An absolute bombshell from EUReferendum:

There has been a French parliamentary inquiry, which – predictably – cleared its own government. But now a former senior Rwandan diplomat has told a tribunal in his own country that France played an active role in Rwanda’s 1994 genocide.

Rwanda, where the victims begged the UN peacekeepers to kill them before the Hutus got to them. Oh, wait, this was the UN.

This was under the guise of a United Nations mandate known as Operation Turquoise, ostensibly to set up a protected zone. But French soldiers were actually deployed in to protect the genocide perpetrators, allowing Hutu extremists to enter Tutsi camps and continue the slaughter even in the protected zone.

From other reports, we learn that French soldiers are accused of training and arming some of the Hutus that carried out the massacre, and some 50,000 people are reported to have been killed after French forces brought Tutsis out of hiding under the false pretext that they had secured the peace.

From the complete Human Rights Watch report, Leave None to Tell the Story, this excerpt on French reasoning (emphasis, mine):

Mitterrand, like many French policy-makers, believed that France must continue to have strong links with African allies if it were to have any stature on the international scene. By definition, such allies were French-speaking. Among them, Rwanda had a special status because it was not a former French colony, but an ally that had been won away from Belgium, its old colonial master. Backing Rwanda offered the chance not just to outdo Belgium but also to humiliate the Anglo-Saxon forces thought to be behind the largely English-speaking RPF. According to former French minister Bernard Debré, Mitterrand believed that the U.S. had “hegemonic aims” in the region.63

This reasoning, so redolent of nineteenth-century colonial passions, seems in fact to have motivated much of French policy about Rwanda.
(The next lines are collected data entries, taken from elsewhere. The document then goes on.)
//! Create tier and `activation_code` tables migration.

use sea_orm_migration::prelude::*;

#[derive(DeriveMigrationName)]
pub struct Migration;

#[async_trait::async_trait]
impl MigrationTrait for Migration {
    async fn up(&self, manager: &SchemaManager) -> Result<(), DbErr> {
        manager
            .create_table(
                Table::create()
                    .table(Tier::Table)
                    .if_not_exists()
                    .col(ColumnDef::new(Tier::Id).string_len(32).not_null().primary_key())
                    .col(ColumnDef::new(Tier::Name).string_len(128).not_null())
                    .col(ColumnDef::new(Tier::Description).text())
                    .col(ColumnDef::new(Tier::PriceCents).big_integer().not_null())
                    .col(ColumnDef::new(Tier::MaxUsers).integer().not_null())
                    .col(ColumnDef::new(Tier::MaxClients).integer().not_null())
                    .col(ColumnDef::new(Tier::IsActive).boolean().not_null().default(true))
                    .col(
                        ColumnDef::new(Tier::CreatedAt)
                            .timestamp_with_time_zone()
                            .not_null()
                            .default(Expr::current_timestamp()),
                    )
                    .to_owned(),
            )
            .await?;

        manager
            .create_table(
                Table::create()
                    .table(ActivationCode::Table)
                    .if_not_exists()
                    .col(ColumnDef::new(ActivationCode::Id).string_len(32).not_null().primary_key())
                    .col(ColumnDef::new(ActivationCode::TenantId).string_len(32).not_null())
                    .col(ColumnDef::new(ActivationCode::Code).string_len(64).not_null().unique_key())
                    .col(ColumnDef::new(ActivationCode::TierId).string_len(32).not_null())
                    .col(ColumnDef::new(ActivationCode::UsedAt).timestamp_with_time_zone())
                    .col(ColumnDef::new(ActivationCode::UsedBy).string_len(32))
                    .col(ColumnDef::new(ActivationCode::IsRevoked).boolean().not_null().default(false))
                    .col(ColumnDef::new(ActivationCode::ExpiresAt).timestamp_with_time_zone())
                    .col(
                        ColumnDef::new(ActivationCode::CreatedAt)
                            .timestamp_with_time_zone()
                            .not_null()
                            .default(Expr::current_timestamp()),
                    )
                    .foreign_key(
                        ForeignKey::create()
                            .name("fk_activation_code_tier")
                            .from(ActivationCode::Table, ActivationCode::TierId)
                            .to(Tier::Table, Tier::Id)
                            .on_delete(ForeignKeyAction::Restrict),
                    )
                    .to_owned(),
            )
            .await?;

        // Index: tenant_id (list queries are tenant-scoped)
        manager
            .create_index(
                Index::create()
                    .name("idx_activation_code_tenant")
                    .table(ActivationCode::Table)
                    .col(ActivationCode::TenantId)
                    .to_owned(),
            )
            .await?;

        // Index: used_at (using_state filter)
        manager
            .create_index(
                Index::create()
                    .name("idx_activation_code_used_at")
                    .table(ActivationCode::Table)
                    .col(ActivationCode::UsedAt)
                    .to_owned(),
            )
            .await?;

        Ok(())
    }

    async fn down(&self, manager: &SchemaManager) -> Result<(), DbErr> {
        manager
            .drop_table(Table::drop().table(ActivationCode::Table).to_owned())
            .await?;
        manager
            .drop_table(Table::drop().table(Tier::Table).to_owned())
            .await
    }
}

#[derive(DeriveIden)]
enum Tier {
    Table,
    Id,
    Name,
    Description,
    PriceCents,
    MaxUsers,
    MaxClients,
    IsActive,
    CreatedAt,
}

#[derive(DeriveIden)]
enum ActivationCode {
    Table,
    Id,
    TenantId,
    Code,
    TierId,
    UsedAt,
    UsedBy,
    IsRevoked,
    ExpiresAt,
    CreatedAt,
}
So, like the Left with its ‘anyone but Bush’ mentality, France was prepared to do anything to thwart the United States, even to the point of genocide.

As EUreferendum sums up:

Given that the continuous and expanding threads of evidence point to France as a country that has, from Vietnam through Algeria and a succession of African colonies up to and including the Ivory Coast, exercised a wholly malign influence, we really do have to ask ourselves whether this is a country with which we can afford to be associated.

————-

Update:

The Times of London:

“…manned roadblocks to facilitate murderers in achieving their mission of exterminating Tutsis…”

26 Replies to “The Triumph of Evil Update 2 [ahem]”

  1. BJTexs says:

    It takes a peculiar, transcendent talent for the French to lower even my subterrainian opinion of their country and their policies. I must say that for a country that has such a stellar record in wartime over the last hundred years it isn’t that surprising that they would be collaborating with the evil, thoroughly vile winner.

    Vichy France, only with massacres of defenseless men, women and children. Well done ya cheese eatin’ surrender monkeys!!

    Of course, it’s America’s fault for not interfering to stop the outrage…

  2. I question the timing® of this report.  Who are the authors of this report, and why do they want to poop the UN’s birthday like this?

  3. BJTexs says:

    Ah, election season! When friends and neighbors gather to soak in the high pitched musical cries of, “I question the timing!” while they pass gallon jugs of generic whiskey….*sob*

    Never will a hangover have so much meaning…

  4. jdm says:

    If you read the euro-blogs, in particular, the ever-fascinating French/Danish/American No-Pasaran, you can intuit an ugly malignancy in French society.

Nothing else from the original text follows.